### WHAT THE TASK REQUIRES
In the entries that follow, the lines from the one with "let body: SyncResponse" through the one with "async fn unreachable_gateway_surfaces_as_transport_error()" are the ones to write out, exactly and with both ends included. Nothing else should appear.

### DATA PROVIDED
use std::sync::Arc;

use axum::extract::{Path, State};
use axum::http::StatusCode;
use axum::response::Json;
use serde_json::json;

use caravan_protocol::{AnchorCheck, HealthResponse, SyncResponse, PROTOCOL_VERSION};
use caravan_types::{IntegrityHash, Record};

use crate::anchor::anchor_batch;
use crate::state::GatewayState;

/// Batch upload handler. Body is a JSON array of records; the response
/// carries one receipt per processed record.
pub async fn sync_handler(
    State(state): State<Arc<GatewayState>>,
    Json(records): Json<Vec<Record>>,
) -> Json<SyncResponse> {
    Json(anchor_batch(&state, records))
}

/// Public verification handler: pure read against the ledger.
///
/// Anyone holding a record hash can confirm the record was anchored,
/// without access to the device, the payload, or the subject.
pub async fn verify_handler(
    State(state): State<Arc<GatewayState>>,
    Path(record_hash): Path<String>,
) -> Result<Json<AnchorCheck>, StatusCode> {
    let hash = IntegrityHash::from_hex(&record_hash).map_err(|_| StatusCode::BAD_REQUEST)?;
    let check = match state.ledger().find_by_hash(&hash) {
        Ok(Some((_, entry))) => AnchorCheck::anchored(entry.anchored_at),
        Ok(None) => AnchorCheck::unknown(),
        Err(_) => return Err(StatusCode::INTERNAL_SERVER_ERROR),
    };
    Ok(Json(check))
}

/// Health check handler.
pub async fn health_handler() -> Json<HealthResponse> {
    Json(HealthResponse::default())
}

/// Info handler.
pub async fn info_handler(State(state): State<Arc<GatewayState>>) -> Json<serde_json::Value> {
    Json(json!({
        "name": "caravan-gateway",
        "version": env!("CARGO_PKG_VERSION"),
        "protocol_version": PROTOCOL_VERSION,
        "records": state.record_count(),
    }))
}
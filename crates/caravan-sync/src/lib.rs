//! Client-side synchronization transport for Caravan.
//!
//! A transport carries one logical operation (upload a batch of pending
//! records, get back per-record receipts) plus the read-only anchor check
//! used to promote synced records to verified. Transports
//! never retry internally: the queue manager's repeated `sync_now` calls
//! are the retry mechanism, which keeps failure behavior observable.

pub mod error;
pub mod http;
pub mod transport;

pub use error::{SyncError, SyncResult};
pub use http::HttpSyncTransport;
pub use transport::SyncTransport;
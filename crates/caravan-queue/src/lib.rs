//! Client-side durable record queue for Caravan.
//!
//! A field device records events while disconnected; this crate is the
//! durability boundary that makes that safe. Records are persisted locally
//! the moment they are created, classified by sync status, and shipped to a
//! gateway in batches whenever the caller decides to try.
//!
//! # Components
//!
//! - [`RecordStore`] — the persistence contract (`put`, `get_all`,
//!   `get_by_status`, atomic `replace_all`)
//! - [`FileRecordStore`] — crash-safe single-file snapshot store
//! - [`InMemoryRecordStore`] — for tests and embedding
//! - [`QueueManager`] — creates, hashes, signs, and syncs records
//! - [`SyncOutcome`] — what a sync attempt did (never an unhandled fault)
//!
//! The network is assumed unreliable: a failed sync leaves every record
//! PENDING and untouched, and calling [`QueueManager::sync_now`] again is
//! the retry mechanism.

pub mod encrypt;
pub mod error;
pub mod file;
pub mod manager;
pub mod outcome;
pub mod store;

pub use encrypt::{PassthroughEncryptor, PayloadEncryptor};
pub use error::{QueueError, QueueResult};
pub use file::FileRecordStore;
pub use manager::{QueueConfig, QueueManager};
pub use outcome::{RejectedRecord, SyncOutcome};
pub use store::{InMemoryRecordStore, RecordStore};
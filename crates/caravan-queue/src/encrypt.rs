use crate::error::QueueResult;

/// Capability that seals a record's logical content into the opaque payload
/// blob.
///
/// Field-level encryption is an external collaborator: the queue hands the
/// unencrypted logical content in and stores whatever comes out, without
/// ever inspecting it again. The integrity hash is computed over the input,
/// not the output, so nondeterministic ciphers do not disturb it.
pub trait PayloadEncryptor: Send + Sync {
    fn seal(&self, plaintext: &[u8]) -> QueueResult<Vec<u8>>;
}

/// Stand-in encryptor that passes content through unchanged.
///
/// For tests and deployments where at-rest encryption happens in an outer
/// layer. Production devices inject their real cipher at this seam.
pub struct PassthroughEncryptor;

impl PayloadEncryptor for PassthroughEncryptor {
    fn seal(&self, plaintext: &[u8]) -> QueueResult<Vec<u8>> {
        Ok(plaintext.to_vec())
    }
}
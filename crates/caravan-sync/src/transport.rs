use async_trait::async_trait;

use caravan_protocol::{AnchorCheck, RecordReceipt};
use caravan_types::{IntegrityHash, Record};

use crate::error::SyncResult;

/// Transport to a remote anchoring gateway.
///
/// A single attempt per call, no internal retries, bounded by the
/// transport's configured timeout. Implementations must never mutate the
/// records they are handed.
#[async_trait]
pub trait SyncTransport: Send + Sync {
    /// Upload one batch of records; returns one receipt per processed
    /// record, in any order.
    async fn upload_batch(&self, records: &[Record]) -> SyncResult<Vec<RecordReceipt>>;

    /// Ask the gateway's ledger whether a record hash is anchored.
    async fn check_anchor(&self, hash: &IntegrityHash) -> SyncResult<AnchorCheck>;
}
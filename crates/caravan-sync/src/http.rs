use std::time::Duration;

use async_trait::async_trait;
use tracing::debug;

use caravan_protocol::{endpoints, AnchorCheck, RecordReceipt, SyncResponse};
use caravan_types::{IntegrityHash, Record};

use crate::error::{SyncError, SyncResult};
use crate::transport::SyncTransport;

/// Default request timeout. The offline-tolerance contract: a sync attempt
/// against an unreachable gateway returns a failure outcome instead of
/// hanging the caller.
pub const DEFAULT_TIMEOUT: Duration = Duration::from_secs(10);

/// HTTP transport to an anchoring gateway.
pub struct HttpSyncTransport {
    client: reqwest::Client,
    base_url: String,
}

impl HttpSyncTransport {
    /// Create a transport with the default timeout.
    pub fn new(base_url: impl Into<String>) -> SyncResult<Self> {
        Self::with_timeout(base_url, DEFAULT_TIMEOUT)
    }

    /// Create a transport with an explicit request timeout.
    pub fn with_timeout(base_url: impl Into<String>, timeout: Duration) -> SyncResult<Self> {
        let client = reqwest::Client::builder()
            .timeout(timeout)
            .build()
            .map_err(|e| SyncError::Config(e.to_string()))?;
        Ok(Self {
            client,
            base_url: base_url.into().trim_end_matches('/').to_string(),
        })
    }

    /// The gateway base URL this transport talks to.
    pub fn base_url(&self) -> &str {
        &self.base_url
    }

    fn url(&self, path: &str) -> String {
        format!("{}{}", self.base_url, path)
    }
}

fn map_request_error(e: reqwest::Error) -> SyncError {
    if e.is_timeout() {
        SyncError::Timeout
    } else if let Some(status) = e.status() {
        SyncError::Status {
            code: status.as_u16(),
        }
    } else if e.is_decode() {
        SyncError::Decode(e.to_string())
    } else {
        SyncError::Unreachable(e.to_string())
    }
}

#[async_trait]
impl SyncTransport for HttpSyncTransport {
    async fn upload_batch(&self, records: &[Record]) -> SyncResult<Vec<RecordReceipt>> {
        debug!(count = records.len(), "uploading record batch");
        let response = self
            .client
            .post(self.url(endpoints::SYNC_RECORDS))
            .json(records)
            .send()
            .await
            .and_then(|r| r.error_for_status())
            .map_err(map_request_error)?;

        let body: SyncResponse = response.json().await.map_err(map_request_error)?;
        if !body.success {
            return Err(SyncError::BatchRefused);
        }
        Ok(body.results)
    }

    async fn check_anchor(&self, hash: &IntegrityHash) -> SyncResult<AnchorCheck> {
        let response = self
            .client
            .get(self.url(&endpoints::verify_path(&hash.to_hex())))
            .send()
            .await
            .and_then(|r| r.error_for_status())
            .map_err(map_request_error)?;

        response.json().await.map_err(map_request_error)
    }
}

#[cfg(test)]
mod tests {
    use super::*;

    #[test]
    fn base_url_is_normalized() {
        let t = HttpSyncTransport::new("http://gateway:9410/").unwrap();
        assert_eq!(t.base_url(), "http://gateway:9410");
        assert_eq!(t.url(endpoints::SYNC_RECORDS), "http://gateway:9410/v1/sync/records");
    }

    #[test]
    fn verify_url_includes_hash() {
        let t = HttpSyncTransport::new("http://gateway:9410").unwrap();
        let hash = IntegrityHash::from_hash([0xab; 32]);
        let url = t.url(&endpoints::verify_path(&hash.to_hex()));
        assert!(url.ends_with(&hash.to_hex()));
        assert!(url.contains("/v1/verify/"));
    }

    #[tokio::test]
    async fn unreachable_gateway_surfaces_as_transport_error() {
        // Nothing listens on this port; the attempt must fail fast with a
        // connect error, not hang.
        let t =
            HttpSyncTransport::with_timeout("http://127.0.0.1:1", Duration::from_secs(2)).unwrap();
        let err = t.upload_batch(&[]).await.unwrap_err();
        assert!(matches!(
            err,
            SyncError::Unreachable(_) | SyncError::Timeout
        ));
    }
}
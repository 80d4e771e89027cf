use std::collections::HashMap;
use std::sync::RwLock;

use caravan_crypto::content_ref_of;
use caravan_types::ContentRef;

use crate::error::{StoreError, StoreResult};
use crate::traits::ContentStore;

/// In-memory, HashMap-based content store.
///
/// Intended for tests, demos, and embedding. All blobs are held in memory
/// behind a `RwLock` for safe concurrent access.
pub struct InMemoryContentStore {
    blobs: RwLock<HashMap<ContentRef, Vec<u8>>>,
}

impl InMemoryContentStore {
    /// Create a new empty in-memory store.
    pub fn new() -> Self {
        Self {
            blobs: RwLock::new(HashMap::new()),
        }
    }

    /// Total bytes across all stored blobs.
    pub fn total_bytes(&self) -> u64 {
        self.blobs
            .read()
            .expect("lock poisoned")
            .values()
            .map(|b| b.len() as u64)
            .sum()
    }

    /// Remove all blobs from the store.
    pub fn clear(&self) {
        self.blobs.write().expect("lock poisoned").clear();
    }
}

impl Default for InMemoryContentStore {
    fn default() -> Self {
        Self::new()
    }
}

impl ContentStore for InMemoryContentStore {
    fn put(&self, data: &[u8]) -> StoreResult<ContentRef> {
        if data.is_empty() {
            return Err(StoreError::EmptyContent);
        }
        let reference = content_ref_of(data);
        let mut map = self.blobs.write().expect("lock poisoned");
        // Idempotent: content-addressing guarantees the same reference
        // always maps to the same bytes.
        map.entry(reference).or_insert_with(|| data.to_vec());
        Ok(reference)
    }

    fn get(&self, reference: &ContentRef) -> StoreResult<Option<Vec<u8>>> {
        let map = self.blobs.read().expect("lock poisoned");
        Ok(map.get(reference).cloned())
    }

    fn contains(&self, reference: &ContentRef) -> StoreResult<bool> {
        let map = self.blobs.read().expect("lock poisoned");
        Ok(map.contains_key(reference))
    }

    fn len(&self) -> StoreResult<usize> {
        Ok(self.blobs.read().expect("lock poisoned").len())
    }
}

impl std::fmt::Debug for InMemoryContentStore {
    fn fmt(&self, f: &mut std::fmt::Formatter<'_>) -> std::fmt::Result {
        f.debug_struct("InMemoryContentStore")
            .field("blob_count", &self.blobs.read().expect("lock poisoned").len())
            .finish()
    }
}

#[cfg(test)]
mod tests {
    use super::*;

    #[test]
    fn put_and_get_roundtrip() {
        let store = InMemoryContentStore::new();
        let reference = store.put(b"hello world").unwrap();
        let read_back = store.get(&reference).unwrap().expect("should exist");
        assert_eq!(read_back, b"hello world");
    }

    #[test]
    fn put_is_idempotent() {
        let store = InMemoryContentStore::new();
        let r1 = store.put(b"identical content").unwrap();
        let r2 = store.put(b"identical content").unwrap();
        assert_eq!(r1, r2);
        assert_eq!(store.len().unwrap(), 1);
    }

    #[test]
    fn different_content_produces_different_refs() {
        let store = InMemoryContentStore::new();
        let r1 = store.put(b"aaa").unwrap();
        let r2 = store.put(b"bbb").unwrap();
        assert_ne!(r1, r2);
        assert_eq!(store.len().unwrap(), 2);
    }

    #[test]
    fn empty_content_is_rejected() {
        let store = InMemoryContentStore::new();
        assert!(matches!(store.put(b""), Err(StoreError::EmptyContent)));
    }

    #[test]
    fn get_missing_returns_none() {
        let store = InMemoryContentStore::new();
        let reference = content_ref_of(b"never stored");
        assert!(store.get(&reference).unwrap().is_none());
        assert!(!store.contains(&reference).unwrap());
    }

    #[test]
    fn contains_present_blob() {
        let store = InMemoryContentStore::new();
        let reference = store.put(b"present").unwrap();
        assert!(store.contains(&reference).unwrap());
    }

    #[test]
    fn len_and_is_empty() {
        let store = InMemoryContentStore::new();
        assert!(store.is_empty().unwrap());
        store.put(b"a").unwrap();
        assert!(!store.is_empty().unwrap());
        assert_eq!(store.len().unwrap(), 1);
    }

    #[test]
    fn total_bytes_counts_deduped_content_once() {
        let store = InMemoryContentStore::new();
        store.put(b"12345").unwrap();
        store.put(b"12345").unwrap();
        store.put(b"123456789").unwrap();
        assert_eq!(store.total_bytes(), 14);
    }

    #[test]
    fn clear_removes_all() {
        let store = InMemoryContentStore::new();
        store.put(b"a").unwrap();
        store.put(b"b").unwrap();
        store.clear();
        assert!(store.is_empty().unwrap());
    }

    #[test]
    fn concurrent_reads_are_safe() {
        use std::sync::Arc;
        use std::thread;

        let store = Arc::new(InMemoryContentStore::new());
        let reference = store.put(b"shared data").unwrap();

        let handles: Vec<_> = (0..8)
            .map(|_| {
                let store = Arc::clone(&store);
                thread::spawn(move || {
                    let blob = store.get(&reference).unwrap().unwrap();
                    assert_eq!(content_ref_of(&blob), reference);
                })
            })
            .collect();

        for h in handles {
            h.join().expect("thread should not panic");
        }
    }
}
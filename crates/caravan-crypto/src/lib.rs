//! Cryptographic primitives for Caravan.
//!
//! Provides the pluggable hash and signature capabilities the rest of the
//! system consumes: domain-separated BLAKE3 digests for record integrity,
//! subject blinding, and content addressing, plus ed25519 keys for author
//! provenance and gateway attestation.
//!
//! The sync core treats signatures as opaque byte strings; this crate is
//! where those bytes are actually produced (and can be checked).

pub mod hasher;
pub mod signer;

pub use hasher::{
    content_ref_of, integrity_hash_of, subject_hash_of, DomainHasher, HasherError,
};
pub use signer::{Signature, SignatureError, SigningKey, VerifyingKey};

### SOLUTION TO THIS EXERCISE
        let body: SyncResponse = response.json().await.map_err(map_request_error)?;
        if !body.success {
            return Err(SyncError::BatchRefused);
        }
        Ok(body.results)
    }

    async fn check_anchor(&self, hash: &IntegrityHash) -> SyncResult<AnchorCheck> {
        let response = self
            .client
            .get(self.url(&endpoints::verify_path(&hash.to_hex())))
            .send()
            .await
            .and_then(|r| r.error_for_status())
            .map_err(map_request_error)?;

        response.json().await.map_err(map_request_error)
    }
}

#[cfg(test)]
mod tests {
    use super::*;

    #[test]
    fn base_url_is_normalized() {
        let t = HttpSyncTransport::new("http://gateway:9410/").unwrap();
        assert_eq!(t.base_url(), "http://gateway:9410");
        assert_eq!(t.url(endpoints::SYNC_RECORDS), "http://gateway:9410/v1/sync/records");
    }

    #[test]
    fn verify_url_includes_hash() {
        let t = HttpSyncTransport::new("http://gateway:9410").unwrap();
        let hash = IntegrityHash::from_hash([0xab; 32]);
        let url = t.url(&endpoints::verify_path(&hash.to_hex()));
        assert!(url.ends_with(&hash.to_hex()));
        assert!(url.contains("/v1/verify/"));
    }

    #[tokio::test]
    async fn unreachable_gateway_surfaces_as_transport_error() {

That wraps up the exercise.